Running YOLO V2 for Real Time Object Detection on Videos/Images Via DarkFlow

With advent of powerful hardware and advances in deep learning algorithms, real time detection of objects in live video is no more a far-sighted task. This quick blog-post shows how to set up real time object detection task on images or videos via Darkflow. We will start by introducing terminologies related to this task followed by installation of packages and illustration of the objective of this blog-post.

Object Detection Task

Object detection task requires to go beyond classification (i.e. simply classifying the object that appear in an image or a video sequence), and to locate these objects (by creating a bounding box around the object in an image or video sequence).

You Only Look Once : YOLO

You only look once (YOLO) is a state-of-the-art, real-time object detection system. A single convolutional network simultaneously predicts multiple bounding boxes and class probabilities for those boxes. YOLO trains on full images and directly optimizes detection performance. Here are some of the texts quoted in the initial research paper by the authors of YOLO.

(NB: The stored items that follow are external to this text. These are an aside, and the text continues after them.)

//! Logging bootstrap for GDI consumers.
//!
//! The analytics crates only emit `tracing` events; installing a subscriber is
//! the job of whichever binary embeds them, through [`init_logging`] or
//! [`init_from_config`].
//!
//! # Noise Filtering
//!
//! Modules listed in [`NOISY_MODULES`] plus any configured
//! `excluded_targets` are set to `warn` while business logs stay at the
//! requested level. `RUST_LOG` overrides everything.

use tracing_subscriber::fmt::format::FmtSpan;
use tracing_subscriber::prelude::*;
use tracing_subscriber::EnvFilter;

use crate::config::ObservabilityConfig;

/// Default noisy modules that should be filtered to warn level.
pub const NOISY_MODULES: &[&str] = &["arc_swap", "lru"];

/// Build the filter directive string for a base level plus exclusions.
pub fn build_directives(log_level: &str, excluded_targets: &[String]) -> String {
    let mut directives = String::from(log_level);

    for module in NOISY_MODULES {
        directives.push_str(&format!(",{}=warn", module));
    }

    for target in excluded_targets {
        directives.push_str(&format!(",{}=warn", target));
    }

    directives
}

fn build_filter(log_level: &str, excluded_targets: &[String]) -> EnvFilter {
    // Environment variable wins when present
    EnvFilter::try_from_default_env()
        .unwrap_or_else(|_| EnvFilter::new(build_directives(log_level, excluded_targets)))
}

/// Initialize logging with the given level and format.
///
/// * `log_level` - Base log level (trace, debug, info, warn, error)
/// * `log_format` - "json" for structured JSON, anything else for human-readable
///
/// Calling this more than once is harmless; later calls are ignored.
pub fn init_logging(log_level: &str, log_format: &str) {
    init_logging_with_exclusions(log_level, log_format, &[]);
}

/// Initialize logging with custom excluded targets.
pub fn init_logging_with_exclusions(
    log_level: &str,
    log_format: &str,
    excluded_targets: &[String],
) {
    let filter = build_filter(log_level, excluded_targets);
    let subscriber = tracing_subscriber::registry().with(filter);

    if log_format == "json" {
        let fmt_layer = tracing_subscriber::fmt::layer()
            .json()
            .with_span_events(FmtSpan::CLOSE)
            .with_current_span(true)
            .with_target(true)
            .with_file(true)
            .with_line_number(true);
        let _ = subscriber.with(fmt_layer).try_init();
    } else {
        let fmt_layer = tracing_subscriber::fmt::layer()
            .with_ansi(true)
            .with_target(true)
            .with_file(false)
            .with_line_number(false);
        let _ = subscriber.with(fmt_layer).try_init();
    }

    tracing::info!(
        log_level = %log_level,
        log_format = %log_format,
        noise_filtered = NOISY_MODULES.len() + excluded_targets.len(),
        "Logging initialized"
    );
}

/// Initialize logging from an [`ObservabilityConfig`].
pub fn init_from_config(config: &ObservabilityConfig) {
    init_logging_with_exclusions(
        &config.log_level,
        &config.log_format,
        &config.excluded_targets,
    );
}
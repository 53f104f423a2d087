//! Query memoization.
//!
//! Results are keyed by the record store fingerprint plus the query
//! parameters, so an entry can never be served against a different snapshot.
//! The cache only saves work; a miss recomputes exactly the same value.

use lru::LruCache;
use std::hash::Hash;
use std::num::NonZeroUsize;
use std::sync::atomic::{AtomicU64, Ordering};
use std::sync::{Arc, Mutex};
use tracing::trace;

/// Hit/miss counters for one cache.
#[derive(Debug, Clone, Copy, Default, PartialEq, Eq)]
pub struct CacheStats {
    pub hits: u64,
    pub misses: u64,
    pub entries: usize,
}

/// LRU cache of query results for one query kind.
pub struct QueryCache<K, V> {
    name: &'static str,
    /// `None` when memoization is disabled
    entries: Option<Mutex<LruCache<(u64, K), Arc<V>>>>,
    hits: AtomicU64,
    misses: AtomicU64,
}

impl<K, V> QueryCache<K, V>
where
    K: Hash + Eq + Clone,
{
    /// Create a cache holding at most `capacity` results. `0` disables it.
    pub fn new(name: &'static str, capacity: usize) -> Self {
        Self {
            name,
            entries: NonZeroUsize::new(capacity).map(|c| Mutex::new(LruCache::new(c))),
            hits: AtomicU64::new(0),
            misses: AtomicU64::new(0),
        }
    }

    /// Return the cached result for `(fingerprint, key)` or compute and store it.
    ///
    /// The lock is not held while `compute` runs.
    pub fn get_or_compute<F>(&self, fingerprint: u64, key: &K, compute: F) -> Arc<V>
    where
        F: FnOnce() -> V,
    {
        let Some(entries) = &self.entries else {
            return Arc::new(compute());
        };

        let cache_key = (fingerprint, key.clone());

        if let Ok(mut cache) = entries.lock() {
            if let Some(hit) = cache.get(&cache_key) {
                self.hits.fetch_add(1, Ordering::Relaxed);
                trace!(cache = self.name, fingerprint, "Cache hit");
                return Arc::clone(hit);
            }
        }

        self.misses.fetch_add(1, Ordering::Relaxed);
        trace!(cache = self.name, fingerprint, "Cache miss");

        let value = Arc::new(compute());
        if let Ok(mut cache) = entries.lock() {
            cache.put(cache_key, Arc::clone(&value));
        }
        value
    }

    /// Drop every entry.
    pub fn clear(&self) {
        if let Some(entries) = &self.entries {
            if let Ok(mut cache) = entries.lock() {
                cache.clear();
            }
        }
    }

    /// Current counters.
    pub fn stats(&self) -> CacheStats {
        let entries = self
            .entries
            .as_ref()
            .and_then(|e| e.lock().ok().map(|c| c.len()))
            .unwrap_or(0);

        CacheStats {
            hits: self.hits.load(Ordering::Relaxed),
            misses: self.misses.load(Ordering::Relaxed),
            entries,
        }
    }

    /// Cache name used in logs.
    pub fn name(&self) -> &'static str {
        self.name
    }
}

impl<K, V> std::fmt::Debug for QueryCache<K, V> {
    fn fmt(&self, f: &mut std::fmt::Formatter<'_>) -> std::fmt::Result {
        f.debug_struct("QueryCache")
            .field("name", &self.name)
            .field("enabled", &self.entries.is_some())
            .finish()
    }
}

First, YOLO is extremely fast. Since we frame detection as a 
regression problem we don’t need a complex pipeline. We simply run 
our neural network on a new image at test time to predict detections

Second, YOLO reasons globally about the image when making predictions
Unlike sliding window and region proposal-based techniques, YOLO sees
the entire image during training and test time so it implicitly encodes
contextual information about classes as well as their appearance. 

Third, YOLO learns generalizable representations of objects. When 
trained on natural images and tested on art work, YOLO outperforms 
top detection methods like DPM and R-CNN by a wide margin. Since 
YOLO is highly generalizable it is less likely to break down when 
applied to new domains or unexpected inputs.

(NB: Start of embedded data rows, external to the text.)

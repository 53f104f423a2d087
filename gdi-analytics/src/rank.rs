//! Post-count ranking and rank movement between years.
//!
//! Ranks use competition ("min") ranking over posts, descending: tied
//! countries share the best position of their group and the next rank skips
//! accordingly (10, 8, 8, 5 → 1, 2, 2, 4).

use serde::{Deserialize, Serialize};
use std::collections::HashMap;
use tracing::debug;

use crate::aggregate::{rows_for_year, CountryYearCount};

/// A country's post-count rank within one year.
#[derive(Debug, Clone, PartialEq, Eq, Serialize, Deserialize)]
pub struct RankRecord {
    pub name: String,
    pub rank: u32,
}

/// Rank movement of one country between two years.
///
/// `rank_change = rank_at_start - rank_at_end`; positive means the country
/// moved toward rank 1.
#[derive(Debug, Clone, PartialEq, Eq, Serialize, Deserialize)]
pub struct RankChangeRecord {
    pub name: String,
    pub rank_at_start: u32,
    pub rank_at_end: u32,
    pub rank_change: i64,
}

/// Largest movers in both directions between two years.
#[derive(Debug, Clone, Default, PartialEq, Eq, Serialize, Deserialize)]
pub struct RankChangeReport {
    pub start_year: i32,
    pub end_year: i32,
    /// Highest `rank_change` first
    pub most_improved: Vec<RankChangeRecord>,
    /// Lowest `rank_change` first
    pub biggest_fall: Vec<RankChangeRecord>,
}

/// Rank every country present in `year`, in long-form order.
pub fn competition_rank(long_form: &[CountryYearCount], year: i32) -> Vec<RankRecord> {
    let rows = rows_for_year(long_form, year);

    let mut sorted: Vec<u64> = rows.iter().map(|r| r.posts).collect();
    sorted.sort_unstable_by(|a, b| b.cmp(a));

    rows.iter()
        .map(|r| {
            let better = sorted.partition_point(|&p| p > r.posts);
            RankRecord {
                name: r.name.clone(),
                rank: better as u32 + 1,
            }
        })
        .collect()
}

/// Rank movement for every country present in both years.
///
/// Countries missing from either year are left out. Output follows the
/// start year's order.
pub fn rank_changes(
    long_form: &[CountryYearCount],
    start_year: i32,
    end_year: i32,
) -> Vec<RankChangeRecord> {
    let start = competition_rank(long_form, start_year);
    let end: HashMap<String, u32> = competition_rank(long_form, end_year)
        .into_iter()
        .map(|r| (r.name, r.rank))
        .collect();

    start
        .into_iter()
        .filter_map(|s| {
            let rank_at_end = *end.get(&s.name)?;
            Some(RankChangeRecord {
                rank_change: i64::from(s.rank) - i64::from(rank_at_end),
                name: s.name,
                rank_at_start: s.rank,
                rank_at_end,
            })
        })
        .collect()
}

/// Top `top_n` improvers and decliners between `start_year` and `end_year`.
///
/// Both lists use stable sorts, so equal changes keep start-year order.
/// Identical years are valid and produce all-zero changes.
pub fn rank_change(
    long_form: &[CountryYearCount],
    start_year: i32,
    end_year: i32,
    top_n: usize,
) -> RankChangeReport {
    let changes = rank_changes(long_form, start_year, end_year);

    let mut most_improved = changes.clone();
    most_improved.sort_by(|a, b| b.rank_change.cmp(&a.rank_change));
    most_improved.truncate(top_n);

    let mut biggest_fall = changes;
    biggest_fall.sort_by_key(|r| r.rank_change);
    biggest_fall.truncate(top_n);

    debug!(
        start_year,
        end_year,
        improved = most_improved.len(),
        fallen = biggest_fall.len(),
        "Computed rank change"
    );

    RankChangeReport {
        start_year,
        end_year,
        most_improved,
        biggest_fall,
    }
}

#[cfg(test)]
mod tests {
    use super::*;

    fn row(name: &str, year: i32, posts: u64) -> CountryYearCount {
        CountryYearCount {
            name: name.into(),
            year,
            posts,
        }
    }

    fn ranks(records: &[RankRecord]) -> Vec<(&str, u32)> {
        records.iter().map(|r| (r.name.as_str(), r.rank)).collect()
    }

    fn names(records: &[RankChangeRecord]) -> Vec<&str> {
        records.iter().map(|r| r.name.as_str()).collect()
    }

    #[test]
    fn test_competition_rank_ties_share_min_rank() {
        let long = vec![
            row("A", 2020, 8),
            row("B", 2020, 10),
            row("C", 2020, 8),
            row("D", 2020, 5),
            row("E", 2021, 99),
        ];
        assert_eq!(
            ranks(&competition_rank(&long, 2020)),
            vec![("A", 2), ("B", 1), ("C", 2), ("D", 4)]
        );
    }

    #[test]
    fn test_competition_rank_all_tied() {
        let long = vec![row("A", 2020, 3), row("B", 2020, 3), row("C", 2020, 3)];
        assert!(competition_rank(&long, 2020).iter().all(|r| r.rank == 1));
    }

    #[test]
    fn test_competition_rank_unknown_year() {
        assert!(competition_rank(&[row("A", 2020, 1)], 2030).is_empty());
    }

    #[test]
    fn test_two_country_swap() {
        let long = vec![
            row("A", 2020, 5),
            row("A", 2021, 3),
            row("B", 2020, 2),
            row("B", 2021, 6),
        ];

        let report = rank_change(&long, 2020, 2021, 10);
        assert_eq!(names(&report.most_improved), vec!["B", "A"]);
        assert_eq!(names(&report.biggest_fall), vec!["A", "B"]);
        assert_eq!(report.most_improved[0].rank_change, 1);
        assert_eq!(report.most_improved[0].rank_at_start, 2);
        assert_eq!(report.most_improved[0].rank_at_end, 1);
        assert_eq!(report.biggest_fall[0].rank_change, -1);
    }

    #[test]
    fn test_countries_missing_from_a_year_are_dropped() {
        let long = vec![
            row("A", 2020, 5),
            row("A", 2021, 3),
            row("Gone", 2020, 9),
            row("New", 2021, 9),
        ];
        let changes = rank_changes(&long, 2020, 2021);
        assert_eq!(names(&changes), vec!["A"]);
        assert_eq!(changes[0].rank_at_start, 2);
        assert_eq!(changes[0].rank_at_end, 2);
    }

    #[test]
    fn test_same_year_gives_zero_changes_truncated_to_top_n() {
        let long: Vec<CountryYearCount> = (0..12)
            .map(|i| row(&format!("C{:02}", i), 2020, i as u64))
            .collect();

        let report = rank_change(&long, 2020, 2020, 10);
        assert_eq!(report.most_improved.len(), 10);
        assert_eq!(report.biggest_fall.len(), 10);
        assert!(report.most_improved.iter().all(|r| r.rank_change == 0));
        assert!(report.biggest_fall.iter().all(|r| r.rank_change == 0));
        // stable: zero changes keep long-form order
        assert_eq!(report.most_improved[0].name, "C00");
        assert_eq!(report.biggest_fall[9].name, "C09");
    }

    #[test]
    fn test_equal_changes_keep_start_year_order() {
        let long = vec![
            row("P", 2020, 1),
            row("Q", 2020, 2),
            row("R", 2020, 3),
            row("P", 2021, 3),
            row("Q", 2021, 2),
            row("R", 2021, 1),
        ];
        // P: 3 -> 1 (+2), Q: 2 -> 2 (0), R: 1 -> 3 (-2)
        let report = rank_change(&long, 2020, 2021, 2);
        assert_eq!(names(&report.most_improved), vec!["P", "Q"]);
        assert_eq!(names(&report.biggest_fall), vec!["R", "Q"]);
    }

    #[test]
    fn test_swapping_years_flips_sign() {
        let long = vec![
            row("A", 2018, 4),
            row("B", 2018, 9),
            row("C", 2018, 4),
            row("A", 2022, 10),
            row("B", 2022, 1),
            row("C", 2022, 3),
        ];
        let forward = rank_changes(&long, 2018, 2022);
        let backward: HashMap<String, i64> = rank_changes(&long, 2022, 2018)
            .into_iter()
            .map(|r| (r.name, r.rank_change))
            .collect();

        for r in forward {
            assert_eq!(r.rank_change, -backward[&r.name]);
        }
    }
}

There are numerous articles, blog-post, video tutorials on YOLO where you can read more about it. You may like to go through Coursera deep learning course by Andrew Ng to study about YOLO. Also, You may like to read literature from YOLO authors here, here and here.

DarkNet

Darknet is an open source custom neural network framework written in C and CUDA. It is fast, easy to install, and supports CPU and GPU computation. You can find the source on GitHub. Originally, YOLO algorithm is implemented in DarkNet framework by Joseph Redmon (author of YOLO). Further, Darknet models had been converted to tensorflow, keras etc to use them in their deep learning tool of choice.

DarkFlow

It’s a deep learning library which translates darknet to tensorflow and hence the name. You can find the source on GitHub. Once you install darkflow, you can use it in any other python application which is not easily possible using Darknet. One can also train new models on their choice of dataset or object classes. In this blog-post I will be showing how to install Darkflow and set up an real time object detection task on recorded videos.

I am using Nvidia GeForce GTX 1080 GPU with 8 GB of GPU memory. Having said all this, Let’s start with the installation part.

Installation : DarkFlow

You may have lot of software applications, libraries and tools already installed. Sometimes, it is really a pain to install an application with lot of dependencies which can disturb the other applications. So, I did the DarkFlow installation in a separate conda environment. The idea is to make python level isolation and to do clean room development without hidden dependencies on the base system. So here it goes.

Clone the darkflow github repository:

git clone https://github.com/thtrieu/darkflow

Create conda environment for darkflow installation

conda create -n darkflow-env python=3.6

Activate the new environment

source activate darkflow-env

4. Install tensorflow or tensorflow-gpu, cython and numpy (If you have GPU, always remember to install tensorflow with gpu support)

conda install tensorflow-gpu cython numpy

5. Install OpenCV with conda-forge repository. conda-forge is a github organization containing repositories of conda recipies

conda config --add channels conda-forge

conda install opencv

Build the Cython extensions in place.

python3 setup.py build_ext --inplace

The above steps will setup an environment to run darkflow and perform object detection task on images or videos.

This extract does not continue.